--- THE PROBLEM ---
Note every line in the entries that contains the string "both", and copy it.
(Beginning of EXCERPTED DATA)
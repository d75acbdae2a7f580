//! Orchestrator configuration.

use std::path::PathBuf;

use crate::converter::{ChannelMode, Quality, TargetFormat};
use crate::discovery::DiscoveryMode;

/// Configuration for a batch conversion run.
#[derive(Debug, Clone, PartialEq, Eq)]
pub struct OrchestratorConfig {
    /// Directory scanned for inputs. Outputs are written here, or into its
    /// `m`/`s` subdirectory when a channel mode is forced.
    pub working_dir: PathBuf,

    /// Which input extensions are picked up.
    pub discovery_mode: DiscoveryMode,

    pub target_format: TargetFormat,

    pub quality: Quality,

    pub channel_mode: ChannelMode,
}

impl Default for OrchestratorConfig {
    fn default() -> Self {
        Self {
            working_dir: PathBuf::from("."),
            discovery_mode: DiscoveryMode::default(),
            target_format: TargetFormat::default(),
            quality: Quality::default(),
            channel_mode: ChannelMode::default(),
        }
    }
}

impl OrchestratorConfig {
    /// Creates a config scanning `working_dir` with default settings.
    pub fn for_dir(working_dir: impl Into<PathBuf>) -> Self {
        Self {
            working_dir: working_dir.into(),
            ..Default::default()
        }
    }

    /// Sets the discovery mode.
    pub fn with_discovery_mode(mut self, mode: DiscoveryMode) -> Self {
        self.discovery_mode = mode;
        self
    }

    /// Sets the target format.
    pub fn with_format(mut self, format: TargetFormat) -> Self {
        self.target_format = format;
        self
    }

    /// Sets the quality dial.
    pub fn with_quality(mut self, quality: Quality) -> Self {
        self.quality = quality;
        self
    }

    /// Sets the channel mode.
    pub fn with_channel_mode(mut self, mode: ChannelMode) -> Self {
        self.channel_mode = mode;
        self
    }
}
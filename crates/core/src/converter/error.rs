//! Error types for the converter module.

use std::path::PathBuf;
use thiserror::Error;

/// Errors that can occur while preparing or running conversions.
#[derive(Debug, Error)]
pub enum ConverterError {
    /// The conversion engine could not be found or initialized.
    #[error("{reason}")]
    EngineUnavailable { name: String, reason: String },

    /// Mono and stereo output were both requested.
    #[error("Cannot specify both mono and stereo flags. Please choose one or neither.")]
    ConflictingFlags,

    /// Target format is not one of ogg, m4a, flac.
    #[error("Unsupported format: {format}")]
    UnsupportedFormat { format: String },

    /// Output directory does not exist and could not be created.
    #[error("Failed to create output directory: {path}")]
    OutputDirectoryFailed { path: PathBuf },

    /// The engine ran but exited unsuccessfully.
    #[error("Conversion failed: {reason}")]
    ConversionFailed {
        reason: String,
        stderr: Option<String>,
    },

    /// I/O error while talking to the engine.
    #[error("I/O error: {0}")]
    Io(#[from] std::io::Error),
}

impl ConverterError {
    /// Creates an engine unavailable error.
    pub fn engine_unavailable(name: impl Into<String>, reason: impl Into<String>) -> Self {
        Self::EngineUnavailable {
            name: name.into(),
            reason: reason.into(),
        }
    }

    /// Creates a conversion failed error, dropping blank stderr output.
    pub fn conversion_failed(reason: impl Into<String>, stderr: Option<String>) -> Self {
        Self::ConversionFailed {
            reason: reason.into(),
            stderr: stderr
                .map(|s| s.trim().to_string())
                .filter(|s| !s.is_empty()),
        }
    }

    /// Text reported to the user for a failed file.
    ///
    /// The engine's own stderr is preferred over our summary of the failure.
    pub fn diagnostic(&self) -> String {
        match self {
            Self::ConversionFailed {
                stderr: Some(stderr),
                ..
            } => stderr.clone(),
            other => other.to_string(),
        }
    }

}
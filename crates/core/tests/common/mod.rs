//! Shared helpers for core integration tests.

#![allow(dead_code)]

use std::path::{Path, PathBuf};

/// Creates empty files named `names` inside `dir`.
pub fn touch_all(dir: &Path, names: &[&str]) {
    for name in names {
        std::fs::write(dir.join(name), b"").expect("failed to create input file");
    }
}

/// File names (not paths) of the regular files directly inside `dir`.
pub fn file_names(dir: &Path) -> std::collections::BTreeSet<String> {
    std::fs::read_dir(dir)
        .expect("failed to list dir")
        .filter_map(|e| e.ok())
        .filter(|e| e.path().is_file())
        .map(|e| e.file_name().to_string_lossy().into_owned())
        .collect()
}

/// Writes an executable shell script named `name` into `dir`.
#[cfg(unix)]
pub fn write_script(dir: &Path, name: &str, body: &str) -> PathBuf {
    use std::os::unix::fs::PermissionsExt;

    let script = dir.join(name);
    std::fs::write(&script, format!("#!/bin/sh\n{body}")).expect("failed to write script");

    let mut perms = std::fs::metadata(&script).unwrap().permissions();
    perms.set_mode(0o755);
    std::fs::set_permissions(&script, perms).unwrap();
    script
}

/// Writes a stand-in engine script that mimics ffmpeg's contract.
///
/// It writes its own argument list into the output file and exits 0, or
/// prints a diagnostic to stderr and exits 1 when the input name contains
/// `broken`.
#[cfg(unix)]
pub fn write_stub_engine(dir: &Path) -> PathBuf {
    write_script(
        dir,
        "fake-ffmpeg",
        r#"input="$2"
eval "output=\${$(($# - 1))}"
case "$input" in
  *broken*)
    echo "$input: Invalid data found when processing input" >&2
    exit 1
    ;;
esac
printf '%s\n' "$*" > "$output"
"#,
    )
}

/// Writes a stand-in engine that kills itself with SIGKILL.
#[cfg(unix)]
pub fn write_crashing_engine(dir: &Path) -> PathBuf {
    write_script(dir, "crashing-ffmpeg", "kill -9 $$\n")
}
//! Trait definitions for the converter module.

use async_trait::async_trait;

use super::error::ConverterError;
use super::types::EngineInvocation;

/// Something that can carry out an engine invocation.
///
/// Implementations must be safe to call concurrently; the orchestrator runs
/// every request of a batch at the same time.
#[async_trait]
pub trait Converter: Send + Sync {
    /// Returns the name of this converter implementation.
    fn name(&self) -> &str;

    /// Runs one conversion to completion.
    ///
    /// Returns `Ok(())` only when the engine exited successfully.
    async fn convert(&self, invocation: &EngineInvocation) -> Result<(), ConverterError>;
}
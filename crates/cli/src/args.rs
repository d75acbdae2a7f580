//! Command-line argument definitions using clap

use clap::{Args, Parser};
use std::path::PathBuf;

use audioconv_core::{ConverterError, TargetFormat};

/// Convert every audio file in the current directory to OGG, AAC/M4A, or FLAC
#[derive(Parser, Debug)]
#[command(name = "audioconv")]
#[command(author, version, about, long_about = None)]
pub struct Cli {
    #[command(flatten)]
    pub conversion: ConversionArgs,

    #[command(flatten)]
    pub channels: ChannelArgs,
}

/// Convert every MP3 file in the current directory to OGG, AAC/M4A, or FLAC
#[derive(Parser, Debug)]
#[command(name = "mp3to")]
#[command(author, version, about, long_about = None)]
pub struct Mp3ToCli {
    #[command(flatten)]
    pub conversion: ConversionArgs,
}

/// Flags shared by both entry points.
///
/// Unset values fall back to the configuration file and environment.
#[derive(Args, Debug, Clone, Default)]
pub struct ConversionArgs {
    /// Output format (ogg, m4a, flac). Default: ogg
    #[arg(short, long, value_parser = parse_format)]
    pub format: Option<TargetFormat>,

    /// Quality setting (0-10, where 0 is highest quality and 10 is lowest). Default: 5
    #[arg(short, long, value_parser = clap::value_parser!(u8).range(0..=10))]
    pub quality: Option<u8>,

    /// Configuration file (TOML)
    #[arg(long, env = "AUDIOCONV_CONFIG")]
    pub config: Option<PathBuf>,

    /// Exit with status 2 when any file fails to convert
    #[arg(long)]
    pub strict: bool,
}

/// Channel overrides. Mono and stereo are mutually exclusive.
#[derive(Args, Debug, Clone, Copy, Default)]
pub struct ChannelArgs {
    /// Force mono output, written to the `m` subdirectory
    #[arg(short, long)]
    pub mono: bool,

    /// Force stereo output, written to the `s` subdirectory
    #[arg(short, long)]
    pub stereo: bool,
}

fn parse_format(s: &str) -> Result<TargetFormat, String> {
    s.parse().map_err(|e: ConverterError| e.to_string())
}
(End of EXCERPTED DATA)
(Beginning of EXCERPTED DATA)
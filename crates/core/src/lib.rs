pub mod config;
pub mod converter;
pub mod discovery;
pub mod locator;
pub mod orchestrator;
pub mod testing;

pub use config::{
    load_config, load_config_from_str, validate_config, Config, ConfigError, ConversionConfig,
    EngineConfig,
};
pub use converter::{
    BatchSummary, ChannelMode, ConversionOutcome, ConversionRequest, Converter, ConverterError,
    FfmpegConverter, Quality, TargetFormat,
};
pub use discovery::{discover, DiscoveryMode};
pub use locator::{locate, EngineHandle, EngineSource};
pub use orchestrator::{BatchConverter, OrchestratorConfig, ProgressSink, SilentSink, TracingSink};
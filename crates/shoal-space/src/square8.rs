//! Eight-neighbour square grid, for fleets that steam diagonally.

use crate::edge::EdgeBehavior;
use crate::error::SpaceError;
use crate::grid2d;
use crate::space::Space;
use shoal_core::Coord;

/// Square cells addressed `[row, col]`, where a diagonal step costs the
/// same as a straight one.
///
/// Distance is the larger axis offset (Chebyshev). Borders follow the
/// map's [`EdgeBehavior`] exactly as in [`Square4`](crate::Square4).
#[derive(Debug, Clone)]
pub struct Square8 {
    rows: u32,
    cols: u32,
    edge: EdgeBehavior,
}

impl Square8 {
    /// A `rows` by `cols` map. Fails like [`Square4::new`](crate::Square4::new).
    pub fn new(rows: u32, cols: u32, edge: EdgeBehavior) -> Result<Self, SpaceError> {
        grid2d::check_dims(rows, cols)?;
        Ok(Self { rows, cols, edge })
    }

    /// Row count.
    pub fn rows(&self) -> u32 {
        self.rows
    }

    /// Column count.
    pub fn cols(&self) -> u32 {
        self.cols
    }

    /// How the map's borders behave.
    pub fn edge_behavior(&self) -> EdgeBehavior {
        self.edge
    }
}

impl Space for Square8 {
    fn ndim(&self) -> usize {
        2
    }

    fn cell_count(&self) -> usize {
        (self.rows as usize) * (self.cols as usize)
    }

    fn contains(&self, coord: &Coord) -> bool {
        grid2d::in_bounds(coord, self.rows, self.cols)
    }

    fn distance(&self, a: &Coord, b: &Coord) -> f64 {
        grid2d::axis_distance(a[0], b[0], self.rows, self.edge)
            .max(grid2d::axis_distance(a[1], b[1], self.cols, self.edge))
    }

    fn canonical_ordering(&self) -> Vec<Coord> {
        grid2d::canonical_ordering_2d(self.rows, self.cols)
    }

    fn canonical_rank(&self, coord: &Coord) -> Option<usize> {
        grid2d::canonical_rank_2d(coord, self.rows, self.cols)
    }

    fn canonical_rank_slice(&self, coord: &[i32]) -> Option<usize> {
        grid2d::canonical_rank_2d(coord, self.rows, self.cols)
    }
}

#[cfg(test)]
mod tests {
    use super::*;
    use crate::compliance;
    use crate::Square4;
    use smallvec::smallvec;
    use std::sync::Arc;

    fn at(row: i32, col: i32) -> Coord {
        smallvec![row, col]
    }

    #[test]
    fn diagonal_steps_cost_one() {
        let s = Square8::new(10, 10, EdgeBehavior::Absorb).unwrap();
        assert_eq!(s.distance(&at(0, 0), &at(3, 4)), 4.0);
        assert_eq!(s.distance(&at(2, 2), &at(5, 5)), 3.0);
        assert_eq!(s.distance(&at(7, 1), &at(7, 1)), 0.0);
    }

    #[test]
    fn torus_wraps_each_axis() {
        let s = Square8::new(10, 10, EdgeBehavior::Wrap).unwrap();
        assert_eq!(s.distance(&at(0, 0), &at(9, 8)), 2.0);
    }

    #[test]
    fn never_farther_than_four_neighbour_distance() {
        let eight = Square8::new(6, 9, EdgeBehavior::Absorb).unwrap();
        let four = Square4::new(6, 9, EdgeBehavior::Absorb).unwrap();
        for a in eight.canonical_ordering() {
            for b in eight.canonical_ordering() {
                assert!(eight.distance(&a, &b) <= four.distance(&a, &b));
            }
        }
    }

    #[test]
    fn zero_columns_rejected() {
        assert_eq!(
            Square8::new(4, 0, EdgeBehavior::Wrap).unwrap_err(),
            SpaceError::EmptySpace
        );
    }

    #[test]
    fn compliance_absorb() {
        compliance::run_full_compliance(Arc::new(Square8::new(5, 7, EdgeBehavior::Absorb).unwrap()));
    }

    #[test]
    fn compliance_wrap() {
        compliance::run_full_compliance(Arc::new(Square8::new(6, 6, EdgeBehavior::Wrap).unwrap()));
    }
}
(End of EXCERPTED DATA)
(Beginning of EXCERPTED DATA)
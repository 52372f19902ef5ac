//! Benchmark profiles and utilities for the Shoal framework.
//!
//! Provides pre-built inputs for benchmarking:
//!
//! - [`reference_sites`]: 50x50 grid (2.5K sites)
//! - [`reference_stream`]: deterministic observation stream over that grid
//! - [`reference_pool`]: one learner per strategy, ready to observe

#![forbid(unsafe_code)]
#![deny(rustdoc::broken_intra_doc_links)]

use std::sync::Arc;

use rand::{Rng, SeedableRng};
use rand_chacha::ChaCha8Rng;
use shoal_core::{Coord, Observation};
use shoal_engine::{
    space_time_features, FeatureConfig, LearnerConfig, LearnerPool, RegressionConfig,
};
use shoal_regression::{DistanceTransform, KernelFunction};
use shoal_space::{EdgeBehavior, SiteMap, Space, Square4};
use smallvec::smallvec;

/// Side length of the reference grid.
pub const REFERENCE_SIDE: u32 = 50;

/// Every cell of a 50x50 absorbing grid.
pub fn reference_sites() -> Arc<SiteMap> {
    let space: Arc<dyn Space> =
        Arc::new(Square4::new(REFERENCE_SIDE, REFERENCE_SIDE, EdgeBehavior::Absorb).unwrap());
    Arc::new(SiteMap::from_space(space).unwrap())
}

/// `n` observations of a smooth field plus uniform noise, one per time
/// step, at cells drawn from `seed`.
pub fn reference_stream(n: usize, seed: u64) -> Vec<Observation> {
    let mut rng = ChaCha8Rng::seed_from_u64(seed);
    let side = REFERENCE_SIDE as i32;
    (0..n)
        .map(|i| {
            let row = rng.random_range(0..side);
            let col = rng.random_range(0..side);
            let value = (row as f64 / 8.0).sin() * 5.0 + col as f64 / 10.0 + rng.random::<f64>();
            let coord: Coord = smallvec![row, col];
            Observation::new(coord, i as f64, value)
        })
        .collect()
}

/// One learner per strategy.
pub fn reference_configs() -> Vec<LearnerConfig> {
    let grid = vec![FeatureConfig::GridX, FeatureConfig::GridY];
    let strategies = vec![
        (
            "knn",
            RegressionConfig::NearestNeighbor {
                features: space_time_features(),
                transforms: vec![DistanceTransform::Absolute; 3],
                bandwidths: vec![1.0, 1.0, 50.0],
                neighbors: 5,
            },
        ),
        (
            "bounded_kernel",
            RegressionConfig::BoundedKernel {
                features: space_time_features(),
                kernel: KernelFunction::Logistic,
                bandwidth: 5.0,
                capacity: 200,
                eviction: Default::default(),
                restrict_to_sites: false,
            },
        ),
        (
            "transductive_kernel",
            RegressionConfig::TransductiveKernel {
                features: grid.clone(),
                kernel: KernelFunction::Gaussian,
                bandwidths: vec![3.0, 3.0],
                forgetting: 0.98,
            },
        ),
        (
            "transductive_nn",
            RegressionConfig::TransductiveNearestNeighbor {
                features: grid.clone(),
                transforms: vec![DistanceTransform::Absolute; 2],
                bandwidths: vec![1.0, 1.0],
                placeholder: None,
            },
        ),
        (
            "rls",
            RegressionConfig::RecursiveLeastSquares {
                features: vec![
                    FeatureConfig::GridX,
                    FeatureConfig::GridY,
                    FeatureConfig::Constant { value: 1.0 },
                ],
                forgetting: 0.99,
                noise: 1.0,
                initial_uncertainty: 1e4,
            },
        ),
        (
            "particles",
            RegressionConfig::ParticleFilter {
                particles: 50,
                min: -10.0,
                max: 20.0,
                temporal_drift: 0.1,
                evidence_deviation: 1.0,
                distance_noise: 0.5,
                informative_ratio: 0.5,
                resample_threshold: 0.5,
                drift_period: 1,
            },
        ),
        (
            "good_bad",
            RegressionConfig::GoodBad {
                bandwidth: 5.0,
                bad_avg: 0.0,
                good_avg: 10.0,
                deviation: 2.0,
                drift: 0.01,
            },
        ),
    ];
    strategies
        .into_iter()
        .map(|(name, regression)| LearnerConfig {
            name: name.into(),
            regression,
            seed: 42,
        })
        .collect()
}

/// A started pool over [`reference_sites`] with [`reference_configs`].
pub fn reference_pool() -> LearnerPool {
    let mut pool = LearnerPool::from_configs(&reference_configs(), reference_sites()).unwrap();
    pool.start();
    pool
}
(End of EXCERPTED DATA)
--- ANSWER SECTION ---
    /// Mono and stereo output were both requested.
    #[error("Cannot specify both mono and stereo flags. Please choose one or neither.")]
/// Flags shared by both entry points.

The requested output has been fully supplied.